21 従業員が自己都合退職を申し出た後に取消の意思表示をした場合の取り扱いについては、ケース・バイ・ケースで対応しているとする企業が63.8%であった。そのほか、社内手続の完了前であれば取り消しに応じることもある企業が10.6%、退職の日の前であれば取り消しに応じることもある企業が8.6%、原則として当初の申出どおり退職してもらうとする企業が8.1%であった。(労働政策研究・研修機構「従業員関係の枠組みと採用・退職に関する実態調査」(平成16年))

 ・ 自己都合退職の取消の申出の取扱い(単位:%)(従業員が自己都合退職する場合の手続を決めている企業又は文書では決めていないが慣行はある企業を対象に集計)
図


22 退職勧奨、自己都合退職に関する民事上の個別労働紛争の相談件数、助言・指導申出受付件数、あっせん申請受理件数は増加傾向にあり、平成16年度における退職勧奨に関する相談件数は12,614件、自己都合退職に関する相談件数は9,378件に上る。(厚生労働省大臣官房地方課労働紛争処理業務室調べ)

 ・ 退職勧奨、自己都合退職に関する民事上の個別労働紛争相談件数(単位:件)
図

 ・ 退職勧奨、自己都合退職に関する助言・指導申出受付件数(単位:件)
図

 ・ 退職勧奨、自己都合退職に関するあっせん申請受理件数(単位:件)
図
(注)「平成13年度」は平成13年10月から同14年3月までの数値である。
 ※「自己都合退職」については、平成15年度から集計対象項目となった。


23 退職に関する紛争の事例としては、例えば、次のようなものがある。

 【退職に関する事例】
 労働者が、退職を申し出るメールを社長に送ったが、専務等から慰留を受けこれを撤回しその旨を再度社長にメールした。
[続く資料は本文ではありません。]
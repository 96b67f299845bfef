//! Standard Algebraic Notation.
//!
//! Both directions work against the legal moves of the predecessor
//! position: the encoder to find rival pieces that need disambiguation,
//! the parser to resolve a token to exactly one move.

use crate::error::SanError;
use crate::moves::{Move, MoveFlag};
use crate::piece::PieceKind;
use crate::position::Position;
use crate::square::Square;

/// Render `mv`, a legal move in `position`, as SAN.
pub fn encode(mv: &Move, position: &Position) -> String {
    let mut san = String::with_capacity(8);

    if mv.has(MoveFlag::CastleShort) {
        san.push_str("O-O");
    } else if mv.has(MoveFlag::CastleLong) {
        san.push_str("O-O-O");
    } else {
        if let Some(letter) = mv.kind.letter() {
            san.push(letter);
            push_disambiguation(&mut san, mv, position);
        } else if mv.is_capture() {
            san.push(mv.from.file_char());
        }

        if mv.is_capture() {
            san.push('x');
        }
        san.push_str(&mv.to.to_string());

        if mv.has(MoveFlag::Promotion) {
            let kind = mv.promotion.unwrap_or(PieceKind::Queen);
            san.push('=');
            san.push(kind.letter().unwrap_or('Q'));
        }
    }

    let next = position.apply(mv);
    if next.is_check() {
        san.push(if next.has_legal_move() { '+' } else { '#' });
    }
    san
}

fn push_disambiguation(san: &mut String, mv: &Move, position: &Position) {
    let rivals: Vec<Square> = position
        .legal_moves()
        .into_iter()
        .filter(|m| m.kind == mv.kind && m.to == mv.to)
        .map(|m| m.from)
        .collect();
    if rivals.len() <= 1 {
        return;
    }

    let distinct = |key: fn(Square) -> u8| -> bool {
        rivals
            .iter()
            .enumerate()
            .all(|(i, a)| rivals[i + 1..].iter().all(|b| key(*a) != key(*b)))
    };
    let unique = |key: fn(Square) -> u8| -> bool {
        rivals.iter().filter(|sq| key(**sq) == key(mv.from)).count() == 1
    };

    if distinct(Square::file) {
        san.push(mv.from.file_char());
    } else if distinct(Square::rank) {
        san.push(mv.from.rank_char());
    } else if unique(Square::file) {
        san.push(mv.from.file_char());
    } else if unique(Square::rank) {
        san.push(mv.from.rank_char());
    } else {
        san.push(mv.from.file_char());
        san.push(mv.from.rank_char());
    }
}

/// Resolve a SAN token against the legal moves of `position`.
///
/// Trailing annotation glyphs (`!`, `?` and their pairs) and check marks are
/// ignored; check and checkmate flags on the result come from the position.
pub fn parse(token: &str, position: &Position) -> Result<Move, SanError> {
    let token = token.trim_end_matches(|c| matches!(c, '!' | '?' | '+' | '#'));
    if token.is_empty() {
        return Err(SanError::NoDestination);
    }

    match token {
        "O-O" | "0-0" => return find_castle(position, MoveFlag::CastleShort),
        "O-O-O" | "0-0-0" => return find_castle(position, MoveFlag::CastleLong),
        _ => {}
    }

    let mut chars: Vec<char> = token.chars().collect();
    let promotion = split_promotion(&mut chars)?;

    let kind = match chars.first() {
        Some(&c) if c.is_ascii_uppercase() => {
            let kind = PieceKind::from_letter(c).ok_or(SanError::UnknownPiece)?;
            chars.remove(0);
            kind
        }
        Some('a'..='h') => PieceKind::Pawn,
        Some(_) => return Err(SanError::UnknownPiece),
        None => return Err(SanError::NoDestination),
    };

    if let Some(i) = chars.iter().position(|&c| c == 'x') {
        chars.remove(i);
    }

    if chars.len() < 2 {
        return Err(SanError::NoDestination);
    }
    let split = chars.len() - 2;
    let dest = Square::file_from_char(chars[split])
        .zip(Square::rank_from_char(chars[split + 1]))
        .map(|(file, rank)| Square::new(file, rank))
        .ok_or(SanError::NoDestination)?;

    let mut hint_file = None;
    let mut hint_rank = None;
    for &c in &chars[..split] {
        if let (Some(file), None) = (Square::file_from_char(c), hint_file) {
            hint_file = Some(file);
        } else if let (Some(rank), None) = (Square::rank_from_char(c), hint_rank) {
            hint_rank = Some(rank);
        } else {
            return Err(SanError::NoCandidate);
        }
    }
    // A bare pawn move is a push along its own file
    if kind == PieceKind::Pawn && hint_file.is_none() {
        hint_file = Some(dest.file());
    }

    let mut candidates = position.legal_moves().into_iter().filter(|m| {
        m.kind == kind
            && m.to == dest
            && hint_file.map_or(true, |f| m.from.file() == f)
            && hint_rank.map_or(true, |r| m.from.rank() == r)
    });
    let mv = candidates.next().ok_or(SanError::NoCandidate)?;
    if candidates.next().is_some() {
        return Err(SanError::Ambiguous);
    }

    match (mv.has(MoveFlag::Promotion), promotion) {
        (true, Some(kind)) => position.with_promotion(mv, kind).ok_or(SanError::BadPromotion),
        (true, None) | (false, None) => Ok(mv),
        (false, Some(_)) => Err(SanError::BadPromotion),
    }
}

fn find_castle(position: &Position, flag: MoveFlag) -> Result<Move, SanError> {
    position
        .legal_moves()
        .into_iter()
        .find(|m| m.has(flag))
        .ok_or(SanError::IllegalCastle)
}

/// Remove a trailing `=Q` (or bare `Q` after a back-rank square) and return
/// the promotion kind it named.
fn split_promotion(chars: &mut Vec<char>) -> Result<Option<PieceKind>, SanError> {
    if let Some(eq) = chars.iter().position(|&c| c == '=') {
        let kind = match &chars[eq + 1..] {
            [c] => PieceKind::from_letter(*c).filter(|k| k.is_promotion_target()),
            _ => None,
        };
        chars.truncate(eq);
        return kind.map(Some).ok_or(SanError::BadPromotion);
    }

    let n = chars.len();
    if n >= 3 && matches!(chars[n - 2], '1' | '8') {
        if let Some(kind) = PieceKind::from_letter(chars[n - 1]) {
            if !kind.is_promotion_target() {
                return Err(SanError::BadPromotion);
            }
            chars.truncate(n - 1);
            return Ok(Some(kind));
        }
    }
    Ok(None)
}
社長及び専務からは退職意思撤回を聞いた旨の連絡があり、労働者としては今後も業務を継続する意思であった。
 ところが、その約4か月後である決算終了時に、他の取締役より「退職を希望する旨のメールを辞表として受理したので翌月をもって退職とする」とされ、退職希望は撤回した旨を言ってもメールは法的に通用するとして聞き入れられなかったとして、精神的損害に対する補償金を求めたもの。
 会社側は、労働者が退職を決算業務終了まで延期したものと受け止めたと主張した。

 【退職に関する事例】
 1年契約、勤続3年目の有期契約労働者が、同僚社員が仕事をしていないことについて社内監査室と同僚本人に匿名の指摘メールを送信したことを理由に、「本来であれば解雇であるが、一身上の都合により退職するよう」通告され、退職する意思はなかったが選択の余地がなく退職届を提出せざるを得なかったとして、残契約期間の賃金相当額を求めたもの。
 会社側はあくまで自己都合退職であると主張した。